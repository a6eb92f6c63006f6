//! Mock transport helpers for endpoint tests

use reqwest::{Method, StatusCode};
use serde_json::Value;

use super::Appsec;
use crate::session::{MockTransport, Request, Response};

/// Client whose transport expects exactly one request matching `check`
pub(crate) fn client_with<F>(check: F, status: StatusCode, body: Value) -> Appsec<MockTransport>
where
    F: Fn(&Request) -> bool + Send + 'static,
{
    let mut transport = MockTransport::new();
    transport
        .expect_execute()
        .withf(move |req| check(req))
        .times(1)
        .returning(move |_| {
            let body = match &body {
                Value::Null => Vec::new(),
                other => other.to_string().into_bytes(),
            };
            Ok(Response::new(status, body))
        });
    Appsec::new(transport)
}

/// Client whose transport expects exactly one `method path` request
pub(crate) fn client_expecting(
    method: Method,
    path: &'static str,
    status: StatusCode,
    body: Value,
) -> Appsec<MockTransport> {
    client_with(
        move |req| req.method == method && req.path == path,
        status,
        body,
    )
}

/// Client whose transport must never be called
pub(crate) fn client_never_called() -> Appsec<MockTransport> {
    let mut transport = MockTransport::new();
    transport.expect_execute().times(0);
    Appsec::new(transport)
}

/// JSON body a request carried
pub(crate) fn body_json(req: &Request) -> Value {
    req.body
        .as_deref()
        .and_then(|b| serde_json::from_slice(b).ok())
        .unwrap_or(Value::Null)
}

/// Value of a query parameter
pub(crate) fn query_param<'a>(req: &'a Request, key: &str) -> Option<&'a str> {
    req.query
        .iter()
        .find(|(k, _)| k == key)
        .map(|(_, v)| v.as_str())
}
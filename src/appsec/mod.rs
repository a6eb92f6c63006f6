//! Application Security API
//!
//! [`Appsec`] exposes one async method per `/appsec/v1` endpoint. Methods are
//! grouped by resource family, one module each:
//!
//! - [`configuration`], [`configuration_version`] - Security configurations, versions and clones
//! - [`security_policy`] - Security policies
//! - [`match_target`], [`match_target_sequence`] - Match targets and their order
//! - [`custom_rule`], [`custom_rule_action`] - Custom rules and per-policy actions
//! - [`custom_deny`] - Custom deny actions
//! - [`reputation_profile`], [`reputation_analysis`] - Client reputation
//! - [`rate_policy`] - Rate policies
//! - [`siem_settings`] - SIEM integration
//! - [`contracts_groups`] - Contracts and groups available to the account
//! - [`api_request_constraints`] - API request constraint actions
//! - [`wap_bypass_network_lists`] - Network lists that bypass protections
//! - [`activations`] - Configuration activation

pub mod errors;
pub mod filter;
pub mod flex;
pub(crate) mod operation;
#[cfg(test)]
pub(crate) mod testing;

pub mod activations;
pub mod api_request_constraints;
pub mod configuration;
pub mod configuration_version;
pub mod contracts_groups;
pub mod custom_deny;
pub mod custom_rule;
pub mod custom_rule_action;
pub mod match_target;
pub mod match_target_sequence;
pub mod rate_policy;
pub mod reputation_analysis;
pub mod reputation_profile;
pub mod security_policy;
pub mod siem_settings;
pub mod wap_bypass_network_lists;

use std::borrow::Cow;
use std::sync::Arc;

use tokio_util::sync::CancellationToken;
use validator::ValidationError;

pub use activations::*;
pub use api_request_constraints::*;
pub use configuration::*;
pub use configuration_version::*;
pub use contracts_groups::*;
pub use custom_deny::*;
pub use custom_rule::*;
pub use custom_rule_action::*;
pub use errors::{ApiError, Error, Result};
pub use match_target::*;
pub use match_target_sequence::*;
pub use rate_policy::*;
pub use reputation_analysis::*;
pub use reputation_profile::*;
pub use security_policy::*;
pub use siem_settings::*;
pub use wap_bypass_network_lists::*;

/// Base path of every endpoint
pub(crate) const BASE_PATH: &str = "/appsec/v1";

/// Application Security API client
///
/// Cheap to clone; clones share the transport.
pub struct Appsec<T> {
    transport: Arc<T>,
    cancel: Option<CancellationToken>,
}

impl<T> Clone for Appsec<T> {
    fn clone(&self) -> Self {
        Self {
            transport: Arc::clone(&self.transport),
            cancel: self.cancel.clone(),
        }
    }
}

impl<T> Appsec<T> {
    pub fn new(transport: T) -> Self {
        Self::from_arc(Arc::new(transport))
    }

    pub fn from_arc(transport: Arc<T>) -> Self {
        Self {
            transport,
            cancel: None,
        }
    }

    /// A handle whose calls fail with a cancelled transport error once
    /// `token` fires
    pub fn with_cancellation(&self, token: CancellationToken) -> Self {
        Self {
            transport: Arc::clone(&self.transport),
            cancel: Some(token),
        }
    }

    pub fn transport(&self) -> &T {
        &self.transport
    }
}

/// Percent-encode a string identifier for use as a path segment
pub(crate) fn segment(id: &str) -> Cow<'_, str> {
    urlencoding::encode(id)
}

/// Opaque JSON payloads must carry a document
pub(crate) fn json_payload(value: &serde_json::Value) -> std::result::Result<(), ValidationError> {
    if value.is_null() {
        return Err(ValidationError::new("required"));
    }
    Ok(())
}
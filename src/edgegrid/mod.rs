//! EdgeGrid authentication
//!
//! Akamai APIs authenticate every request with the `EG1-HMAC-SHA256` scheme.
//!
//! - [`config`] - API client credentials from `.edgerc` or the environment
//! - [`signer`] - Builds the `Authorization` header for a request

pub mod config;
pub mod signer;

pub use config::{Config, ConfigError, DEFAULT_CONFIG_FILE, DEFAULT_SECTION, MAX_BODY_SIZE};
pub use signer::Signer;
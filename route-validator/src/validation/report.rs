//! Per-relation validation results.

use std::fmt;

use crate::osm::{ElementType, element_url};

use super::error::{ValidateError, ValidationError};

/// Which pass a relation went through.
#[derive(Debug, Clone, Copy, PartialEq, Eq)]
pub enum RelationKind {
    Route,
    RouteMaster,
}

impl fmt::Display for RelationKind {
    fn fmt(&self, f: &mut fmt::Formatter<'_>) -> fmt::Result {
        match self {
            RelationKind::Route => f.write_str("route"),
            RelationKind::RouteMaster => f.write_str("route_master"),
        }
    }
}

/// The findings for one relation.
#[derive(Debug, Clone)]
pub struct RelationReport {
    pub relation_id: i64,
    pub name: Option<String>,
    pub kind: RelationKind,
    pub findings: Vec<ValidationError>,
    /// `relation` members, for route masters. Empty for routes.
    pub sub_relations: Vec<i64>,
}

impl RelationReport {
    pub fn is_valid(&self) -> bool {
        self.findings.is_empty()
    }

    pub fn url(&self) -> String {
        element_url(ElementType::Relation, self.relation_id)
    }
}

/// What happened when a relation was looked up and validated.
#[derive(Debug, Clone)]
pub enum Outcome {
    Checked(RelationReport),
    /// The relation has been deleted upstream.
    Gone { relation_id: i64 },
}

impl Outcome {
    pub fn relation_id(&self) -> i64 {
        match self {
            Outcome::Checked(report) => report.relation_id,
            Outcome::Gone { relation_id } => *relation_id,
        }
    }

    /// True only for a checked relation with no findings.
    pub fn is_valid(&self) -> bool {
        matches!(self, Outcome::Checked(report) if report.is_valid())
    }
}

/// A route master's own outcome plus one result per variant.
#[derive(Debug)]
pub struct GroupReport {
    pub group: Outcome,
    pub variants: Vec<(i64, Result<Outcome, ValidateError>)>,
}

impl GroupReport {
    /// Whether the group and all its variants validated cleanly.
    pub fn is_valid(&self) -> bool {
        self.group.is_valid()
            && self
                .variants
                .iter()
                .all(|(_, result)| matches!(result, Ok(outcome) if outcome.is_valid()))
    }
}

/// Result of validating a relation of either kind.
#[derive(Debug)]
pub enum Validation {
    Route(RelationReport),
    RouteMaster(GroupReport),
    /// The relation has been deleted upstream.
    Gone { relation_id: i64 },
}

impl Validation {
    pub fn is_valid(&self) -> bool {
        match self {
            Validation::Route(report) => report.is_valid(),
            Validation::RouteMaster(group) => group.is_valid(),
            Validation::Gone { .. } => false,
        }
    }
}
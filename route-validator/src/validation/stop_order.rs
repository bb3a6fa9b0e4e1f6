//! Stop order along the resolved path.

use std::collections::HashMap;

use crate::osm::{ElementType, Member, Relation};

use super::error::ValidationError;
use super::way_order::DirectedWay;

/// Check that stop positions occur along the route in member order.
///
/// The ways are flattened into the sequence of nodes the bus passes. Each
/// stop must appear strictly after the previous stop; the earliest such
/// occurrence is taken, so a node passed twice on a loop can match on
/// either pass.
pub fn check_stop_order(ways: &[DirectedWay], relation: &Relation) -> Vec<ValidationError> {
    let stops: Vec<&Member> = relation
        .members
        .iter()
        .filter(|m| m.kind == ElementType::Node && m.is_stop())
        .collect();

    if stops.len() < 2 {
        return Vec::new();
    }

    let mut positions: HashMap<i64, Vec<usize>> =
        stops.iter().map(|s| (s.reference, Vec::new())).collect();

    let path = ways.iter().flat_map(DirectedWay::nodes_in_travel_order);
    for (idx, node) in path.enumerate() {
        if let Some(indices) = positions.get_mut(&node) {
            indices.push(idx);
        }
    }

    let mut errors = Vec::new();
    let mut cursor: Option<usize> = None;

    for stop in stops {
        let indices = &positions[&stop.reference];
        if indices.is_empty() {
            errors.push(ValidationError::at(
                stop.element_url(),
                "stop is not on route",
            ));
            continue;
        }

        // Indices are ascending, so the first past the cursor is the smallest.
        match indices.iter().find(|&&i| cursor.is_none_or(|c| i > c)) {
            Some(&next) => cursor = Some(next),
            None => errors.push(ValidationError::at(
                stop.element_url(),
                "stop is incorrectly ordered",
            )),
        }
    }

    errors
}
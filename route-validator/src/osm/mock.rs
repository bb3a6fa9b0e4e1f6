//! In-memory element source for testing without API access.

use std::collections::{HashMap, HashSet};
use std::sync::atomic::{AtomicUsize, Ordering};

use super::error::OsmError;
use super::source::ElementSource;
use super::types::{ElementType, Node, Relation, Way};

/// Mock OSM client that serves elements from memory.
///
/// Unknown IDs answer like the API does for a missing element (404).
#[derive(Debug, Default)]
pub struct MockOsmClient {
    relations: HashMap<i64, Relation>,
    ways: HashMap<i64, Way>,
    nodes: HashMap<i64, Node>,
    /// Relations that answer 410 Gone.
    gone: HashSet<i64>,
    /// Ways whose fetch never completes.
    stalled_ways: HashSet<i64>,
    /// Ways whose fetch fails with a timeout.
    timed_out_ways: HashSet<i64>,
    requests: AtomicUsize,
}

impl MockOsmClient {
    pub fn new() -> Self {
        Self::default()
    }

    pub fn with_relation(mut self, relation: Relation) -> Self {
        self.relations.insert(relation.id, relation);
        self
    }

    pub fn with_way(mut self, way: Way) -> Self {
        self.ways.insert(way.id, way);
        self
    }

    pub fn with_ways(self, ways: impl IntoIterator<Item = Way>) -> Self {
        ways.into_iter().fold(self, Self::with_way)
    }

    pub fn with_node(mut self, node: Node) -> Self {
        self.nodes.insert(node.id, node);
        self
    }

    pub fn with_nodes(self, nodes: impl IntoIterator<Item = Node>) -> Self {
        nodes.into_iter().fold(self, Self::with_node)
    }

    /// Mark a relation as deleted.
    pub fn with_gone(mut self, relation_id: i64) -> Self {
        self.gone.insert(relation_id);
        self
    }

    /// Make fetches of a way hang forever (for cancellation tests).
    pub fn with_stalled_way(mut self, way_id: i64) -> Self {
        self.stalled_ways.insert(way_id);
        self
    }

    /// Make fetches of a way fail as if the request timed out.
    pub fn with_timed_out_way(mut self, way_id: i64) -> Self {
        self.timed_out_ways.insert(way_id);
        self
    }

    /// Total number of fetches served so far, successful or not.
    pub fn request_count(&self) -> usize {
        self.requests.load(Ordering::SeqCst)
    }

    fn record(&self) {
        self.requests.fetch_add(1, Ordering::SeqCst);
    }
}

fn not_found(kind: ElementType, id: i64) -> OsmError {
    OsmError::Api {
        status: 404,
        body: format!("no mock data for {kind} {id}"),
    }
}

impl ElementSource for MockOsmClient {
    async fn get_relation(&self, id: i64) -> Result<Relation, OsmError> {
        self.record();
        if self.gone.contains(&id) {
            return Err(OsmError::Gone);
        }
        self.relations
            .get(&id)
            .cloned()
            .ok_or_else(|| not_found(ElementType::Relation, id))
    }

    async fn get_way(&self, id: i64) -> Result<Way, OsmError> {
        self.record();
        if self.stalled_ways.contains(&id) {
            std::future::pending::<()>().await;
        }
        if self.timed_out_ways.contains(&id) {
            return Err(OsmError::Timeout);
        }
        self.ways
            .get(&id)
            .cloned()
            .ok_or_else(|| not_found(ElementType::Way, id))
    }

    async fn get_node(&self, id: i64) -> Result<Node, OsmError> {
        self.record();
        self.nodes
            .get(&id)
            .cloned()
            .ok_or_else(|| not_found(ElementType::Node, id))
    }

    async fn get_parent_relations(&self, id: i64) -> Result<Vec<Relation>, OsmError> {
        self.record();
        let mut parents: Vec<Relation> = self
            .relations
            .values()
            .filter(|r| {
                r.members
                    .iter()
                    .any(|m| m.kind == ElementType::Relation && m.reference == id)
            })
            .cloned()
            .collect();
        parents.sort_by_key(|r| r.id);
        Ok(parents)
    }
}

• Instructions for the task
Count the lines in these records that hold the string "tests". Only the number is wanted.

• Task solution
2